**TASK INSTRUCTIONS**
Identify every line in the records below that contains the word "SeqCst", and copy each of those lines.

**INPUT MATERIAL**
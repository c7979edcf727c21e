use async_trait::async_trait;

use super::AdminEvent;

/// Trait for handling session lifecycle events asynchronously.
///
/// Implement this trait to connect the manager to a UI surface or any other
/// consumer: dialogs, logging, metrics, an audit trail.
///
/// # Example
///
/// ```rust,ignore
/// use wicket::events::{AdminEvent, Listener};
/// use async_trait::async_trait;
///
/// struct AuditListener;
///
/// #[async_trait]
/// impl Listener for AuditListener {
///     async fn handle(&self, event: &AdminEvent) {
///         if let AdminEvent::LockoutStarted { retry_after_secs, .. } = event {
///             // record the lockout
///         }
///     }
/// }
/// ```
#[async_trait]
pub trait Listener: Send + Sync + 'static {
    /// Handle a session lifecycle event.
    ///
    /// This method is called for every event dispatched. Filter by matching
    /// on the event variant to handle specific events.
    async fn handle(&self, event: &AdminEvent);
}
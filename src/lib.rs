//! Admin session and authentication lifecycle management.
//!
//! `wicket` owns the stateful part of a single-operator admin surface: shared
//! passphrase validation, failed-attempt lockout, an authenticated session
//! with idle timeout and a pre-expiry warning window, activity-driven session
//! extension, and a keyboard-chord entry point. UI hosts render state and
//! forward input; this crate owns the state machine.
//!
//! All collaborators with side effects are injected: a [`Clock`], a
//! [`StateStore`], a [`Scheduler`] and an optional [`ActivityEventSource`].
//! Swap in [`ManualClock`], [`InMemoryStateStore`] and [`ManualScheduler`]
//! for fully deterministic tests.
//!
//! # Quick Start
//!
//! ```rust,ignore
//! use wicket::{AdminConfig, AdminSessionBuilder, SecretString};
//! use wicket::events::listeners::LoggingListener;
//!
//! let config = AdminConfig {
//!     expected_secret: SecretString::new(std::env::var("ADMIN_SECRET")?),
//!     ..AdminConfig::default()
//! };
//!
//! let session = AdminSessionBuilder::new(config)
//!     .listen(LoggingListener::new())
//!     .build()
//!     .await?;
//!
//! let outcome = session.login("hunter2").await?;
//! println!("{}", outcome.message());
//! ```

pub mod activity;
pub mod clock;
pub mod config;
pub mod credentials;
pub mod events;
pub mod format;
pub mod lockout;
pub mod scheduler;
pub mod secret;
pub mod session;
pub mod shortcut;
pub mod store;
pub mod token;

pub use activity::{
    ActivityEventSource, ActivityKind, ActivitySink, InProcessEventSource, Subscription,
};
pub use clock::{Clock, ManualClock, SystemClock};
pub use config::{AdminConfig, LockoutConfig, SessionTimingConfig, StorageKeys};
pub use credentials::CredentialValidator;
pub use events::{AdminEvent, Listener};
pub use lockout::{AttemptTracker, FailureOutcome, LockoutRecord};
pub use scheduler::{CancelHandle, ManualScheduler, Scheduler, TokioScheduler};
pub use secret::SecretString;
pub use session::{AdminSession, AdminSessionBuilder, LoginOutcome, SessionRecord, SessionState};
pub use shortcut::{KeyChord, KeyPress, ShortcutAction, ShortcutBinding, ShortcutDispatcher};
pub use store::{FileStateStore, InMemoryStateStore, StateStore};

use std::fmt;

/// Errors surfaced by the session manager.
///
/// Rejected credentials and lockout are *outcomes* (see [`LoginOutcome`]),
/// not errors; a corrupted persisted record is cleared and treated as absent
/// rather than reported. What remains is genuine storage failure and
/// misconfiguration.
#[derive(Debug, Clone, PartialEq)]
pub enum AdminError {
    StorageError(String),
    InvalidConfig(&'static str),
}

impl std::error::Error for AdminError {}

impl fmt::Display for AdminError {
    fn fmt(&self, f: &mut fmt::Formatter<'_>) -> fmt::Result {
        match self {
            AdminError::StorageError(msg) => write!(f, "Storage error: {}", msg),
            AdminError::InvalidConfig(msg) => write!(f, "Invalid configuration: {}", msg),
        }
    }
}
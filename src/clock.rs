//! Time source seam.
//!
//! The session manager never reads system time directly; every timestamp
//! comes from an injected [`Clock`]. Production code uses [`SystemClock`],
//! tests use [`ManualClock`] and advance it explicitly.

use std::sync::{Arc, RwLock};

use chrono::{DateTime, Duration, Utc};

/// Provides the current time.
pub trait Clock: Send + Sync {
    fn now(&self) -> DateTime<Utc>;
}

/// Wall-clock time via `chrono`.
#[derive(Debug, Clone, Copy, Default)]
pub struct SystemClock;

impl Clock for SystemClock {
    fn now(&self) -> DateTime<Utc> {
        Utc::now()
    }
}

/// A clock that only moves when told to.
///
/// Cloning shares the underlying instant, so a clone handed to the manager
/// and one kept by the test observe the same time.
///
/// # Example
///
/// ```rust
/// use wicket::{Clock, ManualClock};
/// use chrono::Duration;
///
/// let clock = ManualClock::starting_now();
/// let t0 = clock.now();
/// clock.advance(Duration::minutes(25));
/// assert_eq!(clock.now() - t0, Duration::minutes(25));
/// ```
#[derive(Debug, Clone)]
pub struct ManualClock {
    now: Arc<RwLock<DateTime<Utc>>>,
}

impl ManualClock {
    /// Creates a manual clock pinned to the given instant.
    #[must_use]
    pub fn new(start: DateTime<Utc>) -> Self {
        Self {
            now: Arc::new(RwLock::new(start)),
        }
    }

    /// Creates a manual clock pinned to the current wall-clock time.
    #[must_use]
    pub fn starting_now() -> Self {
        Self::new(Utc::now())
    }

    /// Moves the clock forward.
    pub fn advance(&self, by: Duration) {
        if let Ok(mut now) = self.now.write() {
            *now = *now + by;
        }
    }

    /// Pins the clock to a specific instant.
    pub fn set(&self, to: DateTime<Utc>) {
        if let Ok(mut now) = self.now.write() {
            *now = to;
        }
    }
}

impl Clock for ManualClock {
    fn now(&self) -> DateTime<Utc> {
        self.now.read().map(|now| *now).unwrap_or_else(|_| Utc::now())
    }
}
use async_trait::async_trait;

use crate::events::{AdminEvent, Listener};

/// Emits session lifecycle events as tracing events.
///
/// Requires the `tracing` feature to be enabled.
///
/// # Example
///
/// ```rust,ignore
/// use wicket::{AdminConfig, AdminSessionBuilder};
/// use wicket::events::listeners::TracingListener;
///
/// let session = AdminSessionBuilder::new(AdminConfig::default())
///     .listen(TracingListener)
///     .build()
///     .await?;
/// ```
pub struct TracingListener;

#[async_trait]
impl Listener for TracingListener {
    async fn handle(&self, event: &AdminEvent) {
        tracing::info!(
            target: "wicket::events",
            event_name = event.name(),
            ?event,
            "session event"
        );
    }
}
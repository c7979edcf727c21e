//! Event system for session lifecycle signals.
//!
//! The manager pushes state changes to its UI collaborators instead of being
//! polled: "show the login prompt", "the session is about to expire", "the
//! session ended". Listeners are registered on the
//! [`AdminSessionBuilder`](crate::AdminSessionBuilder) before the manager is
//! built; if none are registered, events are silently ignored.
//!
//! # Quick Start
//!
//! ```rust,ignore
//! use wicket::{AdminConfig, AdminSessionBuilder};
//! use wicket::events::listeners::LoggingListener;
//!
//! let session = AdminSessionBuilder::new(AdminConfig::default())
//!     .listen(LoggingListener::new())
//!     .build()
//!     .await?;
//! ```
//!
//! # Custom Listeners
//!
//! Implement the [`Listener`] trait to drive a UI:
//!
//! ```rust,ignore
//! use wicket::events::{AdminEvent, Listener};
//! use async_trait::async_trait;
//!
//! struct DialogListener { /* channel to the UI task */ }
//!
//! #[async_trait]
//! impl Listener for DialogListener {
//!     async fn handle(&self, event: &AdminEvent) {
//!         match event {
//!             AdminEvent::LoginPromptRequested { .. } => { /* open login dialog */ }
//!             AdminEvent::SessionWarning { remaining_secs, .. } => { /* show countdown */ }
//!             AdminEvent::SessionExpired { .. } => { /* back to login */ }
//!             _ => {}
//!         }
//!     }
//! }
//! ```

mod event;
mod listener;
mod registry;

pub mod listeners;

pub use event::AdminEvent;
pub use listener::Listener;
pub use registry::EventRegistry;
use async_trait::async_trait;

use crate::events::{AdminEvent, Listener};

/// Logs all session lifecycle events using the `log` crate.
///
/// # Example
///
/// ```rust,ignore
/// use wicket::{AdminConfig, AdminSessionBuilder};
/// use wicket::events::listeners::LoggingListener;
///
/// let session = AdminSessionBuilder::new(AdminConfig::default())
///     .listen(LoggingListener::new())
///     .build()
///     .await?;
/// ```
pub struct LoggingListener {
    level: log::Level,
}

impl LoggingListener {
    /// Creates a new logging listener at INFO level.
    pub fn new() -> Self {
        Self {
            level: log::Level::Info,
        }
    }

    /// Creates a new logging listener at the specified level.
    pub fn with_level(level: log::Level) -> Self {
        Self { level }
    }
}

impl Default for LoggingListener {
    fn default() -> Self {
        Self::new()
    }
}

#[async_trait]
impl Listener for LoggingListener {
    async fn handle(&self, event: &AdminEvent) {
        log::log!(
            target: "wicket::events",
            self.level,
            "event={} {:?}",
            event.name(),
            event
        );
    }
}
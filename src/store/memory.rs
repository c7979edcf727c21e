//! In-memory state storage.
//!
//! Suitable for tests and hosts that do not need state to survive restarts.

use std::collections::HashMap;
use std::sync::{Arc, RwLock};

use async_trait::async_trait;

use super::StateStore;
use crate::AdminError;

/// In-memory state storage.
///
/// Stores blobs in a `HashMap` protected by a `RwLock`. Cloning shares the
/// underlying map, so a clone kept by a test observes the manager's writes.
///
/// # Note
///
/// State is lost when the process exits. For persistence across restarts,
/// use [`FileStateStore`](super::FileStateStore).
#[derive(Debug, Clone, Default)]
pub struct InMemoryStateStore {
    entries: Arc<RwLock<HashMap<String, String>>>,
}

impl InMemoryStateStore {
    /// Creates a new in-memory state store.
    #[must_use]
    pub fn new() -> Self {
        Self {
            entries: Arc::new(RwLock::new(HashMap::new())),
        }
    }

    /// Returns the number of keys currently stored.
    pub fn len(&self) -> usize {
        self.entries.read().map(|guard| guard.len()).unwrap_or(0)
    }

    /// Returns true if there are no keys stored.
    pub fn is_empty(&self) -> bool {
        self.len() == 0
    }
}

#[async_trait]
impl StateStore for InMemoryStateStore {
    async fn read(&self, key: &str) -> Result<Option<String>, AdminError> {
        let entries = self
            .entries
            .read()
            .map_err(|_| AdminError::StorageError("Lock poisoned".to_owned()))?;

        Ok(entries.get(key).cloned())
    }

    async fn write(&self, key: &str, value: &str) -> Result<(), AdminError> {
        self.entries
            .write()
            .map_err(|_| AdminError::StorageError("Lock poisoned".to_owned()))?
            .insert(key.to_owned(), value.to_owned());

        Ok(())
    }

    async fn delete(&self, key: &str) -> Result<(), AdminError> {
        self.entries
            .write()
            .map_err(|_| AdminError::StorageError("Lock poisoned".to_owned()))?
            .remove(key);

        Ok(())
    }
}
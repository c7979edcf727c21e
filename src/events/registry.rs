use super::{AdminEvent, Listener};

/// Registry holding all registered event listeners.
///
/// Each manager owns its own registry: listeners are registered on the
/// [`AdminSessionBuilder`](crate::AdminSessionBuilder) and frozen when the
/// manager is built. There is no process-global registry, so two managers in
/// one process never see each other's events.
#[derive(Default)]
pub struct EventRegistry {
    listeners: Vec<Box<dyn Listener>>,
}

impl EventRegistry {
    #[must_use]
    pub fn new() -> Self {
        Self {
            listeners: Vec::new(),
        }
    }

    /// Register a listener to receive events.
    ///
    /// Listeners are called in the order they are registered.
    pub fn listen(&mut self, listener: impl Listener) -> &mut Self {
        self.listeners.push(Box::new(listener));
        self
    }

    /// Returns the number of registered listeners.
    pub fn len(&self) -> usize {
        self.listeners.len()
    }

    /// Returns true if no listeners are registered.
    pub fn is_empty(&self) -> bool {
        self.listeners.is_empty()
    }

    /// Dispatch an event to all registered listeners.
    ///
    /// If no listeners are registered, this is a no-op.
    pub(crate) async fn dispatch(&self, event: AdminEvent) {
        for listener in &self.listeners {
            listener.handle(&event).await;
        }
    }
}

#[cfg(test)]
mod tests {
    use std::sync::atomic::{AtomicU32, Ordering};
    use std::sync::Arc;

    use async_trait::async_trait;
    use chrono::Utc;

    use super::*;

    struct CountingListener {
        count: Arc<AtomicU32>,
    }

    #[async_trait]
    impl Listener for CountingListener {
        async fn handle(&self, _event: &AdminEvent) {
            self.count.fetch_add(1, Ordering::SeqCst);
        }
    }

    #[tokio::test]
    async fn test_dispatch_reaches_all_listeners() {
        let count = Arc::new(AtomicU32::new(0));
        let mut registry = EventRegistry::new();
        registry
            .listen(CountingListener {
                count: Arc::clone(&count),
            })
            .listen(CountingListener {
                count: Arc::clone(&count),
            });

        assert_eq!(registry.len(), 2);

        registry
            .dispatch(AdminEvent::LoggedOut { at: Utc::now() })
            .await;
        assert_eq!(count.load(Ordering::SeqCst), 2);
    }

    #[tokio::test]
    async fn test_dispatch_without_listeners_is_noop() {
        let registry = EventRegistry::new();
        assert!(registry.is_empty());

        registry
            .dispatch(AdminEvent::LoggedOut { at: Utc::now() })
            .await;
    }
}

**OUTPUT OF THE TASK**
            self.count.fetch_add(1, Ordering::SeqCst);
        assert_eq!(count.load(Ordering::SeqCst), 2);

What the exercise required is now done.